• Required action: Your answer is to be the count alone: the number of lines in the data below where "CoordinatorAccepted" appears.

- - -

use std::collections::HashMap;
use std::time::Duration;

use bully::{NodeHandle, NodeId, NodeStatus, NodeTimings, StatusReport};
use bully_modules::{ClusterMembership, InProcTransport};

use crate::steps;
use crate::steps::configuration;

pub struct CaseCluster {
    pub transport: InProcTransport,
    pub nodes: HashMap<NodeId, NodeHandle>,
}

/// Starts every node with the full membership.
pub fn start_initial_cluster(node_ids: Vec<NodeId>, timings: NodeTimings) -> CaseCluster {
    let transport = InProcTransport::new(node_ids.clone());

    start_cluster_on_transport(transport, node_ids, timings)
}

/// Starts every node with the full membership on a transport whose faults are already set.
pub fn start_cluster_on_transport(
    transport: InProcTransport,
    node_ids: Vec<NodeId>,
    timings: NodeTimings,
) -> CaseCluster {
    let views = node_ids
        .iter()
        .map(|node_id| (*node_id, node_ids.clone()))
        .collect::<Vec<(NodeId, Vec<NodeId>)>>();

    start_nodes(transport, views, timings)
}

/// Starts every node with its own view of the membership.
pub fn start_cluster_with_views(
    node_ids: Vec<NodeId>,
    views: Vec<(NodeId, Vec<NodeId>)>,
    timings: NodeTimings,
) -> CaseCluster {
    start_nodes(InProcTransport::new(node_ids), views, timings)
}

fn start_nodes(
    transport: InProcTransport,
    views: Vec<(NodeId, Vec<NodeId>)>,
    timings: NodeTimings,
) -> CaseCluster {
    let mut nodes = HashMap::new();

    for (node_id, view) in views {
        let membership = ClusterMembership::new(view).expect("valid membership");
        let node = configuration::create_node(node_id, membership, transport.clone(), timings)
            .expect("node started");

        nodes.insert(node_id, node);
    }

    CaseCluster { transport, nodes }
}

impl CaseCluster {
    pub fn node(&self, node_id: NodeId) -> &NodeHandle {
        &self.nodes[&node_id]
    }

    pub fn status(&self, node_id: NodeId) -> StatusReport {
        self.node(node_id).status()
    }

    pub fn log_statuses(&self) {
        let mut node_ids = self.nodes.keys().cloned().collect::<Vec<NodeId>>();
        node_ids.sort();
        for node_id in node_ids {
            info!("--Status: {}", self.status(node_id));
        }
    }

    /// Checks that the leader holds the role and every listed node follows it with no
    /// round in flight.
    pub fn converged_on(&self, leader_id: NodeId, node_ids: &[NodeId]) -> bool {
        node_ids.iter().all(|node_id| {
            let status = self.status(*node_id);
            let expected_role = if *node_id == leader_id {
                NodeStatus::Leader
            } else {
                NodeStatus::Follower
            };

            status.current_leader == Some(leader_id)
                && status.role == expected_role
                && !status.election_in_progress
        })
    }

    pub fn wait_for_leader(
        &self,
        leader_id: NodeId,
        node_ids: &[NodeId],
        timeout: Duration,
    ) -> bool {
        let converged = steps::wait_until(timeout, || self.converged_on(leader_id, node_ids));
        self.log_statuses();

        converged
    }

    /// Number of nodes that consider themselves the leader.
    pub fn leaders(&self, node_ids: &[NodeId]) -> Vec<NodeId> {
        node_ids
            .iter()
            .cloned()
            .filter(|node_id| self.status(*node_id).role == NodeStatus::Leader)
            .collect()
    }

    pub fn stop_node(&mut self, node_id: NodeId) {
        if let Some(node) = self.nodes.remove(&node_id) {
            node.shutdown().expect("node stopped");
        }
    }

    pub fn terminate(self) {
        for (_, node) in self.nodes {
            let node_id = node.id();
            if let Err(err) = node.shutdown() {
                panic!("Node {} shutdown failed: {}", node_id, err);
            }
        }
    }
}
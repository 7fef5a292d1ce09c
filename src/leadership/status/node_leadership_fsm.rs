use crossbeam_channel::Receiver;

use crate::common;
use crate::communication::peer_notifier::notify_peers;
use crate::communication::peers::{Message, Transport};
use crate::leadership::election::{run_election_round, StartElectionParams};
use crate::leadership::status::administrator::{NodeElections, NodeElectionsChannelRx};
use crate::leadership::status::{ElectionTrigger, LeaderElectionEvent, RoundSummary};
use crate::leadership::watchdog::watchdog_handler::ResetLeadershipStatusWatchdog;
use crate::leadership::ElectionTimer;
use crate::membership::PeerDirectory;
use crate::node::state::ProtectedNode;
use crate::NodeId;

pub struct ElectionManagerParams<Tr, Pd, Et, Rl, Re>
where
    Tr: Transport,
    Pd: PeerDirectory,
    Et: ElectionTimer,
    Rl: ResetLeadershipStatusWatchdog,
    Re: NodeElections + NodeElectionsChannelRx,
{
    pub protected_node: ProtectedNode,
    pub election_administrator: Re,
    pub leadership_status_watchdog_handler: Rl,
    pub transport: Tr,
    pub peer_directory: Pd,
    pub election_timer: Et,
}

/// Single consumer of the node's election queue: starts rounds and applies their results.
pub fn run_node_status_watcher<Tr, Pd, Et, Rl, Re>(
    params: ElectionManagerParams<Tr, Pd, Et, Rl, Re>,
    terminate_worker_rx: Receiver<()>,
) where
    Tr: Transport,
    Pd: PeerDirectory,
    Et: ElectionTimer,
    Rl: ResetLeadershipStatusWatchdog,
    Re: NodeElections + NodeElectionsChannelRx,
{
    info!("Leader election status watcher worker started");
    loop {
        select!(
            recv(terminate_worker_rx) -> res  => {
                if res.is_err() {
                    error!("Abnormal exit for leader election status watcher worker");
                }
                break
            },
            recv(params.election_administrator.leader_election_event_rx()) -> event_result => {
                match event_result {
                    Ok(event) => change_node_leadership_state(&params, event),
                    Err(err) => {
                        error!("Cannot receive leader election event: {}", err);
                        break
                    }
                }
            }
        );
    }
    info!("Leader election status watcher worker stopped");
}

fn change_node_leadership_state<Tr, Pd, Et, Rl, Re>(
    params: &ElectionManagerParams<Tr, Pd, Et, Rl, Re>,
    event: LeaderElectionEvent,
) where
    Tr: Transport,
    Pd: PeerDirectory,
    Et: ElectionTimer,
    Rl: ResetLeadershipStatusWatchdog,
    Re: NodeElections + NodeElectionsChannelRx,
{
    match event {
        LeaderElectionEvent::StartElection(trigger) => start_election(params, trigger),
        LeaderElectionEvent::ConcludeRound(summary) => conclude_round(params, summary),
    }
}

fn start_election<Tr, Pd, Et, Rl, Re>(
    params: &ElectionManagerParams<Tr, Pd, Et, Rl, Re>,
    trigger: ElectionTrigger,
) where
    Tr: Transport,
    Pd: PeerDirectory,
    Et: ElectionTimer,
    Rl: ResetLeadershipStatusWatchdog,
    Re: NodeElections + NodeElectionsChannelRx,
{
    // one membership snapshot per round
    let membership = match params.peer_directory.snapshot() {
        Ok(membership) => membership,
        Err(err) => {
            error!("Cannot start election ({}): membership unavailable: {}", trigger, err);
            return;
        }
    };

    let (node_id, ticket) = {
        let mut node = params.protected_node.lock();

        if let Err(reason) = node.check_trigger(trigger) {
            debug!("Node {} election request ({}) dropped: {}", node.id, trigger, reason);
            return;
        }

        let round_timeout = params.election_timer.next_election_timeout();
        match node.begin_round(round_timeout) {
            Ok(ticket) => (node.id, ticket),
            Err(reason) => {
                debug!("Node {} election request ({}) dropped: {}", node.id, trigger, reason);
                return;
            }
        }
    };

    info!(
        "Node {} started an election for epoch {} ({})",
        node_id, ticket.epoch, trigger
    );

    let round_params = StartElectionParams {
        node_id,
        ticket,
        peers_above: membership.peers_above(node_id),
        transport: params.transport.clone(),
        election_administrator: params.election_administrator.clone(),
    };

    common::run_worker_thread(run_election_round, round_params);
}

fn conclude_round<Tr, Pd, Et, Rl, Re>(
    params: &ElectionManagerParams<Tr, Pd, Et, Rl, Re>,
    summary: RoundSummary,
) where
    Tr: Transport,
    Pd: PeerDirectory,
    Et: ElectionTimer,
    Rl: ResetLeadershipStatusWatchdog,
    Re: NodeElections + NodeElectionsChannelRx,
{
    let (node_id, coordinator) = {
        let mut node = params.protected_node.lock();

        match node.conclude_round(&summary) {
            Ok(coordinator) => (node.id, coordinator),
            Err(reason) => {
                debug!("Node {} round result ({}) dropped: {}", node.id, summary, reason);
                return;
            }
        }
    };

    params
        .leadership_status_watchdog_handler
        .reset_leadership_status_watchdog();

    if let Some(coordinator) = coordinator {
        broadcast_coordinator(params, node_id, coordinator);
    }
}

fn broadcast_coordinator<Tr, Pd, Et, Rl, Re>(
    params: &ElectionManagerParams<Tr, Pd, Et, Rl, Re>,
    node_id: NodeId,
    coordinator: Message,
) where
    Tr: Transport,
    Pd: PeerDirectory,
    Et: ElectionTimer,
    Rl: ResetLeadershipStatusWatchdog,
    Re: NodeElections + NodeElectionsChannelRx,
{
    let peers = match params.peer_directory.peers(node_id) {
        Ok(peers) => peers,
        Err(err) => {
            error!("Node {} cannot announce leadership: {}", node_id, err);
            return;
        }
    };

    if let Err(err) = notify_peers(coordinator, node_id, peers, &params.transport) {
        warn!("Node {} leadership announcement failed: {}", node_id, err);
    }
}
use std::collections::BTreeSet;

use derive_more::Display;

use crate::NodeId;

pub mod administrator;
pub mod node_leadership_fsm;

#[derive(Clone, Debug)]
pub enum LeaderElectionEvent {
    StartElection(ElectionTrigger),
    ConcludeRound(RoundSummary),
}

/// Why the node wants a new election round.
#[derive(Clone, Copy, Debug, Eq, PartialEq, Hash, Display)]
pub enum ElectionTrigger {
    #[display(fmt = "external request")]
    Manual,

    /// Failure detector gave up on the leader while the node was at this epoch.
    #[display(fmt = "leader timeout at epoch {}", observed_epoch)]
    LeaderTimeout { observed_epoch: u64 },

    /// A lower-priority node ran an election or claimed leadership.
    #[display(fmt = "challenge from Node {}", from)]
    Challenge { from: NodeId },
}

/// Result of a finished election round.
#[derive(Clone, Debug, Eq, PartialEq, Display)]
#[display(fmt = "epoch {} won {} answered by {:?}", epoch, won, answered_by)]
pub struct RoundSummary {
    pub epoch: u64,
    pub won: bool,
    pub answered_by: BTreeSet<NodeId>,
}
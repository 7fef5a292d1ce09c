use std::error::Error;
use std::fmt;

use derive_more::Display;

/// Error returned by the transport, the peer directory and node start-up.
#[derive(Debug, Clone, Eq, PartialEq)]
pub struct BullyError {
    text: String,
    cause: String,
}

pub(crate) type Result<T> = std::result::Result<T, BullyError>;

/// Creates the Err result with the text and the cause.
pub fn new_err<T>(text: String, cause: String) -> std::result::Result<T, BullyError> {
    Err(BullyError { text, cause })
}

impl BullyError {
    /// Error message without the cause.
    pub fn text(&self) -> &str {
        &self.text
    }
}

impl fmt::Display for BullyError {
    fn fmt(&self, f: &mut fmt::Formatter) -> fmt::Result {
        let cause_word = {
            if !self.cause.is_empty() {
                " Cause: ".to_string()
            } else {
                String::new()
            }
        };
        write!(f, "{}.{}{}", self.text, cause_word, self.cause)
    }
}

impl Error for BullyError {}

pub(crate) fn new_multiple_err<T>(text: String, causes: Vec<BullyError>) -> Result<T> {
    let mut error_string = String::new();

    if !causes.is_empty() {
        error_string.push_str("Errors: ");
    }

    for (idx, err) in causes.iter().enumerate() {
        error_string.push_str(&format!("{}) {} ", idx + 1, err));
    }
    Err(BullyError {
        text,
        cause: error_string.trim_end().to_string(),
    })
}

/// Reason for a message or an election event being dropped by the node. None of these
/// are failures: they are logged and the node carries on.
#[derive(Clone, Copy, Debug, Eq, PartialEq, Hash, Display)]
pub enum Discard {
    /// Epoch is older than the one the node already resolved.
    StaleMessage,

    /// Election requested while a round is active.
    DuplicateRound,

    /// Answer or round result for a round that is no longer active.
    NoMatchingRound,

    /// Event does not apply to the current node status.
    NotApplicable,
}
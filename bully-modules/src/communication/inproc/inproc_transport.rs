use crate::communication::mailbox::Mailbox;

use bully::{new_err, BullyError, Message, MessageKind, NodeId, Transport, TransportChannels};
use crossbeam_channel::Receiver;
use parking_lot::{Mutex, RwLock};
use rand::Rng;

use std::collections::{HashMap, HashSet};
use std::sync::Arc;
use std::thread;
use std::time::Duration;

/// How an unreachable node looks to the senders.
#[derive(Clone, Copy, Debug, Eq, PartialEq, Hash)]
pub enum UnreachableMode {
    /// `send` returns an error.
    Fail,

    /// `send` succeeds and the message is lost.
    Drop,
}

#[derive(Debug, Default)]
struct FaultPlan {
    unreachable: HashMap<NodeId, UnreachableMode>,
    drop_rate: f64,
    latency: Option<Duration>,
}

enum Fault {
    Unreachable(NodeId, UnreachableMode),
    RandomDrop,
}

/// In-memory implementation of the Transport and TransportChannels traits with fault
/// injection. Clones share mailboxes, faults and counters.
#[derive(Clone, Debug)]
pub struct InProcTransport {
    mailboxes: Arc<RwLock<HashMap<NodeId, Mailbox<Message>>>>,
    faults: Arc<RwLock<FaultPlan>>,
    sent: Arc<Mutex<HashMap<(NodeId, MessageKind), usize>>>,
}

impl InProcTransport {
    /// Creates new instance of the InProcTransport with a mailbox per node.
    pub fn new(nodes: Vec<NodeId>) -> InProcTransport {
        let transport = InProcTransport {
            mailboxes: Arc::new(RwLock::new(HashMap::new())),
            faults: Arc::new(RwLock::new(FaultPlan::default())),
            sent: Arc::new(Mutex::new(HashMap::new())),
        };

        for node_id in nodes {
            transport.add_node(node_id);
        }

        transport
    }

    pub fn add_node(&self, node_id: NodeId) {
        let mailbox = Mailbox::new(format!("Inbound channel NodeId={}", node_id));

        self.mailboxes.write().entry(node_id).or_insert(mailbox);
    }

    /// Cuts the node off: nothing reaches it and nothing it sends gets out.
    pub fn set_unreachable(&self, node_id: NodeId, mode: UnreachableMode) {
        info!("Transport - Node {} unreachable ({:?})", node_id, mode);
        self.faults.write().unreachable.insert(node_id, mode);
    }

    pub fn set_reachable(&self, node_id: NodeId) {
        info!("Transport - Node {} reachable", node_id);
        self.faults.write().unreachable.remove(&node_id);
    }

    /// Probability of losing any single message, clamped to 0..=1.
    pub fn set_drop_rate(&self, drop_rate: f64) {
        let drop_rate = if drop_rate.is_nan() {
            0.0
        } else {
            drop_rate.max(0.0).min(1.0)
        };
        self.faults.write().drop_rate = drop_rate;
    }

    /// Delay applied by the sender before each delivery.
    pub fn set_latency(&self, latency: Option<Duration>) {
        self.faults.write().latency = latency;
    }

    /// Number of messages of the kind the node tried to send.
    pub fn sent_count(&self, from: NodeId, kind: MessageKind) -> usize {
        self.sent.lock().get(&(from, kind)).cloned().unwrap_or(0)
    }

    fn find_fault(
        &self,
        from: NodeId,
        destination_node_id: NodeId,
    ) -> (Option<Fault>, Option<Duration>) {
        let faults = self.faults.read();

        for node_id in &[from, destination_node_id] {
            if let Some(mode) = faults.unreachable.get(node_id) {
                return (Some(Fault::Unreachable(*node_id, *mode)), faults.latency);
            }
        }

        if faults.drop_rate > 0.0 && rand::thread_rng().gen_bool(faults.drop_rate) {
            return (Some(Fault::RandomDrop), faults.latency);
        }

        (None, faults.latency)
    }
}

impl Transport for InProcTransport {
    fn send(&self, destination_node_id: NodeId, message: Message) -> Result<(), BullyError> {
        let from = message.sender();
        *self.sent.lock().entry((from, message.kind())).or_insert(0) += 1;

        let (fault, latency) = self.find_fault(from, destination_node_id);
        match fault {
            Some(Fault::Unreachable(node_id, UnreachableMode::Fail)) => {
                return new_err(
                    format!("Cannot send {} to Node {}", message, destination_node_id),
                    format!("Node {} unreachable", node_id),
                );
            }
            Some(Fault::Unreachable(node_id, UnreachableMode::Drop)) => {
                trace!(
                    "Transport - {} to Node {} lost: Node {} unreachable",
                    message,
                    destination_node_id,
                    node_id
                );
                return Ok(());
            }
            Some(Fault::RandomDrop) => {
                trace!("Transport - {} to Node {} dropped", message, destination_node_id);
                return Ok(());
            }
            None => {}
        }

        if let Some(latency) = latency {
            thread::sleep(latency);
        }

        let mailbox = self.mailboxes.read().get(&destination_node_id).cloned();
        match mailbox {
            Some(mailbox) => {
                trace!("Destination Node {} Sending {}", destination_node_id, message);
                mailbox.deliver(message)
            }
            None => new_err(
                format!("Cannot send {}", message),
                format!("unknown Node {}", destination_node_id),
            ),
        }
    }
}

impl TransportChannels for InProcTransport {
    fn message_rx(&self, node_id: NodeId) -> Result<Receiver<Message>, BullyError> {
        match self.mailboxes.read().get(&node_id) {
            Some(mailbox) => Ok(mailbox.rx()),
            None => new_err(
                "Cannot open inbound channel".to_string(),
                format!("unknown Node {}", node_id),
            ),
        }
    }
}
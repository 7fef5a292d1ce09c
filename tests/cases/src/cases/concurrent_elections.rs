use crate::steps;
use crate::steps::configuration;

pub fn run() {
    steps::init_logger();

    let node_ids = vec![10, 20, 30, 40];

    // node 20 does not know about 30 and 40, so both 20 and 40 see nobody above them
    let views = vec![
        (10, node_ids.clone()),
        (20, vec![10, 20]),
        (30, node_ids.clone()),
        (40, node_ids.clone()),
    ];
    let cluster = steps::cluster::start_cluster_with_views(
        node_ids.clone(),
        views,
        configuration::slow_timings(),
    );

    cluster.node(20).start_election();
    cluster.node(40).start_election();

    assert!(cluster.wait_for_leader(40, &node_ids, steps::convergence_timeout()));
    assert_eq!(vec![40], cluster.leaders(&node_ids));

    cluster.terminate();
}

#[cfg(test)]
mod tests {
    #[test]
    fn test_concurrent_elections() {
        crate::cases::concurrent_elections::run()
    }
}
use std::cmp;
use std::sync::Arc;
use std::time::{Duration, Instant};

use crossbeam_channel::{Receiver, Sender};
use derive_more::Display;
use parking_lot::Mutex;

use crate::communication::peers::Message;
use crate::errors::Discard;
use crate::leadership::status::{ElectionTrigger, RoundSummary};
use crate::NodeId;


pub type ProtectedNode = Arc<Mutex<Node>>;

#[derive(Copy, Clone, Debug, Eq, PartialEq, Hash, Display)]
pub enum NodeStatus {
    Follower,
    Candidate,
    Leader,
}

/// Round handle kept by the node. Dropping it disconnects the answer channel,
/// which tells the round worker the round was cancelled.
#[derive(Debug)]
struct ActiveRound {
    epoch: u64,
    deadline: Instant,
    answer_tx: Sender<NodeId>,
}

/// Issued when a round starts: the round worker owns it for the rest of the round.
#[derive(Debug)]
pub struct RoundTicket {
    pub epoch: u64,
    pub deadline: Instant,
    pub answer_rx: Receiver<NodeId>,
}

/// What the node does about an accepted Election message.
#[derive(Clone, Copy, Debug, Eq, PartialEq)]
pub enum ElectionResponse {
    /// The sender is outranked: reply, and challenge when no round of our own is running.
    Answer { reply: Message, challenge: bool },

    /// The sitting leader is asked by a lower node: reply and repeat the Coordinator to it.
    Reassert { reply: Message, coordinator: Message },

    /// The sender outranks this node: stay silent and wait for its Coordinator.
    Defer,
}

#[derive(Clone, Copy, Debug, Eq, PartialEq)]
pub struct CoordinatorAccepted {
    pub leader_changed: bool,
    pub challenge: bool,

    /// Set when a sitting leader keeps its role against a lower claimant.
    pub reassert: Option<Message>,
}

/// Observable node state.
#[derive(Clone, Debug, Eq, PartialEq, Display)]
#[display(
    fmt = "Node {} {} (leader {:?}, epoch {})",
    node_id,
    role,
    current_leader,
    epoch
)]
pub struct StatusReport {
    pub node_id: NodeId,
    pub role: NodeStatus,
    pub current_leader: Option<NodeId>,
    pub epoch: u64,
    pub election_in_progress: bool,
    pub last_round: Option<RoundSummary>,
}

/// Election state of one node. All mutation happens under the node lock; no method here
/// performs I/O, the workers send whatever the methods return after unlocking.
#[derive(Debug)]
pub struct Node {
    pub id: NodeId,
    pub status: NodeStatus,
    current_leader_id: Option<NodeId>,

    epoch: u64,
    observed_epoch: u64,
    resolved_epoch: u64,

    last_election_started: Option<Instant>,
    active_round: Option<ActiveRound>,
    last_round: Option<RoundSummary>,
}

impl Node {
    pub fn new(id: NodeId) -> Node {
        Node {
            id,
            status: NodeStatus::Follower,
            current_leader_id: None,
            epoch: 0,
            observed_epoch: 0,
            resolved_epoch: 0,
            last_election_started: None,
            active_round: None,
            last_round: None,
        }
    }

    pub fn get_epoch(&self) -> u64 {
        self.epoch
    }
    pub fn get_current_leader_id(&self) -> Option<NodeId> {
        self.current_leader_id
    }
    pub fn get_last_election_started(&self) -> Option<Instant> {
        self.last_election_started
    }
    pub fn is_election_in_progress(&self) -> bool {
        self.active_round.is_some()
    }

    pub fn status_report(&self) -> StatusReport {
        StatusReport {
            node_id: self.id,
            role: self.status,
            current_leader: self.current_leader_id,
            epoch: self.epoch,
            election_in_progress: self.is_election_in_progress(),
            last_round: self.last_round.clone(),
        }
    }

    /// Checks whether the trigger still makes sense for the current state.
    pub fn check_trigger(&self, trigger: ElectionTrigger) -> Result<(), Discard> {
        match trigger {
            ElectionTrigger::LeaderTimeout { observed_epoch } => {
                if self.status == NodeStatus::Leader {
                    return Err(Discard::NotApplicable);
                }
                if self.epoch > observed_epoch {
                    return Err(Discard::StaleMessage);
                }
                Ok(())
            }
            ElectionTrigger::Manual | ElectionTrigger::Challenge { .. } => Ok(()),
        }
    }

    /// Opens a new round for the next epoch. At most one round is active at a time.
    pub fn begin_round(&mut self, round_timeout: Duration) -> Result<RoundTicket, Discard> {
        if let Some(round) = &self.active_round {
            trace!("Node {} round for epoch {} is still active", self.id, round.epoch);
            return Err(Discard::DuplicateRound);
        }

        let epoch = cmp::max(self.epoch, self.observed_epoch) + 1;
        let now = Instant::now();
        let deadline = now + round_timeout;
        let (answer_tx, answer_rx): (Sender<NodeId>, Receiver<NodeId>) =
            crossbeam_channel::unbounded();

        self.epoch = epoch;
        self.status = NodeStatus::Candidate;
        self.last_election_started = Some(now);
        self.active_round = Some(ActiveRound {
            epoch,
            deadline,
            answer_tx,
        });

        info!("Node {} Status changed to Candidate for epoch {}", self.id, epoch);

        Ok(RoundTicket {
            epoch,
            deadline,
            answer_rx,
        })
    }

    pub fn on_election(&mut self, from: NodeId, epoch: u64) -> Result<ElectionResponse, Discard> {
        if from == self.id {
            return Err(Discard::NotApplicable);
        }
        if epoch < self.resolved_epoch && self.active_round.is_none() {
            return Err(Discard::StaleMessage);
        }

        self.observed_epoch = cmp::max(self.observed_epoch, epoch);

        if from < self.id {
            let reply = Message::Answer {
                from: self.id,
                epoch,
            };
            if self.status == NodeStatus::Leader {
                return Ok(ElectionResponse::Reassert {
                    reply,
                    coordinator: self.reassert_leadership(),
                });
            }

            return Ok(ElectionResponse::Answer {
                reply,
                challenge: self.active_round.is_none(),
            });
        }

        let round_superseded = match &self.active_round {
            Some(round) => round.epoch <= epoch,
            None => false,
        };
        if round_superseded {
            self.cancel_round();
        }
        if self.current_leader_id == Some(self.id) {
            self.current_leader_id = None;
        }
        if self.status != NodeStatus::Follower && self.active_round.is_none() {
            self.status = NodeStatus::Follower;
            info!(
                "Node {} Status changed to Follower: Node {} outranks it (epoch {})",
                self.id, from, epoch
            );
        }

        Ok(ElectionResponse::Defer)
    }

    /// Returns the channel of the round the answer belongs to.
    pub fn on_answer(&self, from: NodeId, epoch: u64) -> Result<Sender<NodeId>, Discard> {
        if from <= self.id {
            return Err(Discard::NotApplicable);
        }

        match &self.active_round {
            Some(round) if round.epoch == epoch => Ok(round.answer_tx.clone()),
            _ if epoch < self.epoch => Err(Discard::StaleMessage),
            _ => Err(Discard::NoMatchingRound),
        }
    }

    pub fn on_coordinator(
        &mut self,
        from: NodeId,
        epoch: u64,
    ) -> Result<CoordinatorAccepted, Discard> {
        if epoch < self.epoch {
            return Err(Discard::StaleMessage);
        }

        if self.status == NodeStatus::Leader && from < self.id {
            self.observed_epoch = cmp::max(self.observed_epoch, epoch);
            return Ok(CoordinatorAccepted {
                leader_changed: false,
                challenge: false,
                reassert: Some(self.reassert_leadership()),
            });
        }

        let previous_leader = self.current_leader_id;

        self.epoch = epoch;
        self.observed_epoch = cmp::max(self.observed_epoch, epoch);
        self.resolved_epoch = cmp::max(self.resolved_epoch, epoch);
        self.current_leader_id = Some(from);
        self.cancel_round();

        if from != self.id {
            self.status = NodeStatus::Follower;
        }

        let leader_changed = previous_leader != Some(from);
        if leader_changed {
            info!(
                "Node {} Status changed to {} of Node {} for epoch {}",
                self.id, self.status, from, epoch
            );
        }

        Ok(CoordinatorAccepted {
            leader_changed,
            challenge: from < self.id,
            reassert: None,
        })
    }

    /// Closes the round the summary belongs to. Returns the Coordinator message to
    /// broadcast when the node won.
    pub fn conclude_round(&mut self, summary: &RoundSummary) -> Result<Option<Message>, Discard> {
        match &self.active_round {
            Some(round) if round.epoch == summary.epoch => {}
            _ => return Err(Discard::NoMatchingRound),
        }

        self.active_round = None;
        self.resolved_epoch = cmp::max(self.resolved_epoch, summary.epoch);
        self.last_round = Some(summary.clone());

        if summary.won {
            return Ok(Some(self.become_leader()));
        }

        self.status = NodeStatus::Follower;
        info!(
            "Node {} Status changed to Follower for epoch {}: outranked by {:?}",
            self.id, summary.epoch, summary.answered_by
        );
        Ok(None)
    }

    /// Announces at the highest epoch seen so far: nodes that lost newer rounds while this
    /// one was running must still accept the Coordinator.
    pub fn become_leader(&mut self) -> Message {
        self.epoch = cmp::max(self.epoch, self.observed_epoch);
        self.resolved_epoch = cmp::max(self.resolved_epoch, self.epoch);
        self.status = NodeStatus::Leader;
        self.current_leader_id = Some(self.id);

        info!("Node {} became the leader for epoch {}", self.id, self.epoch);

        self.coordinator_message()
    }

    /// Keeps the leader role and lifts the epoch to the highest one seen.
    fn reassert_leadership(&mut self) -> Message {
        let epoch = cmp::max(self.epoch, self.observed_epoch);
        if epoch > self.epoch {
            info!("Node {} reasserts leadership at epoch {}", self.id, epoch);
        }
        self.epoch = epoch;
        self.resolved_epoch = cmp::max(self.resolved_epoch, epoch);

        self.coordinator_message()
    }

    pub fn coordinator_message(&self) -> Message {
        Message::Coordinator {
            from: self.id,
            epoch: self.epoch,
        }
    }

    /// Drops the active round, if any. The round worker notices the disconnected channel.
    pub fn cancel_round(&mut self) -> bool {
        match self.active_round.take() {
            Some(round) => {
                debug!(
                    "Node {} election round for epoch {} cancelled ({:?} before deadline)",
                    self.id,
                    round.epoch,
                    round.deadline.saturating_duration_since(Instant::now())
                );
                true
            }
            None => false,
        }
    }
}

- - -

• Solution to this task: 4